When we pulled up outside the cottage his mother rented in a retirement village, I repeated my request that he tell me why he’d been hiding in my trunk to begin with.
“I wanted to surprise you, all right? I wanted to make you happy by showing up just to say hello on a dreary day, like best friends do,” he said. “I guess it’s true that no good deed goes unpunished.”
“Why didn’t you just knock on the door and come inside so we could have a chat?” I asked, though I did not add that I would’ve offered him a cuppa, since I wouldn’t have. I was running too low on tea for that kind of hospitality.
“I figured you’d be going to the grocery store at some point, so I got in the trunk so I could wait on you to open it,” he said. “Then I was going to jump out and say, ‘Surprise!’ and take a picture of you screaming and crapping in your pants so I could post it on Instagram with all my other Halloween photos.”
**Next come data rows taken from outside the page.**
use std::collections::HashSet;

use crate::models::Value;
use crate::normalize::{collapse, tokens};

pub const SCORE_EXACT: u8 = 100;
pub const SCORE_MULTI_TOKEN: u8 = 85;
pub const SCORE_SINGLE_TOKEN: u8 = 50;
pub const SCORE_NONE: u8 = 0;

/// Confidence that two field values name the same thing: one of 0, 50, 85 or 100.
pub fn score(a: &str, b: &str) -> u8 {
    let collapsed_a = collapse(a);
    let collapsed_b = collapse(b);
    if collapsed_a.is_empty() || collapsed_b.is_empty() {
        return SCORE_NONE;
    }
    if collapsed_a == collapsed_b {
        return SCORE_EXACT;
    }

    let tokens_a: HashSet<String> = tokens(a).into_iter().collect();
    let tokens_b: HashSet<String> = tokens(b).into_iter().collect();
    if tokens_a.is_empty() || tokens_b.is_empty() {
        return SCORE_NONE;
    }

    match tokens_a.intersection(&tokens_b).count() {
        0 => SCORE_NONE,
        1 => SCORE_SINGLE_TOKEN,
        _ => SCORE_MULTI_TOKEN,
    }
}

pub fn score_values(a: Option<&Value>, b: Option<&Value>) -> u8 {
    match (a, b) {
        (Some(a), Some(b)) => score(&a.as_text(), &b.as_text()),
        _ => SCORE_NONE,
    }
}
As stupid as it sounded, I knew he was telling me the truth.
“I just didn’t know I’d be in there for six hours while you piddle-farted around inside your house,” he said, wincing as he touched the back of his head.
“I’m sorry,” I said. “I’ll do better from now on.”
“I might have this crick in my neck for the rest of my life!” he said.
“I just said I’ll do better from now on,” I reminded him.
“And don’t worry, I won’t tell Mama who did this to me,” he said. “For some reason she thinks you’re a good friend to me and I don’t want to ruin that for her.”
“Thanks,” I said as he moaned and groaned and grunted while getting out of my car. “Feel better.”
Citizen Jim slammed the door and shuffled away without saying goodbye.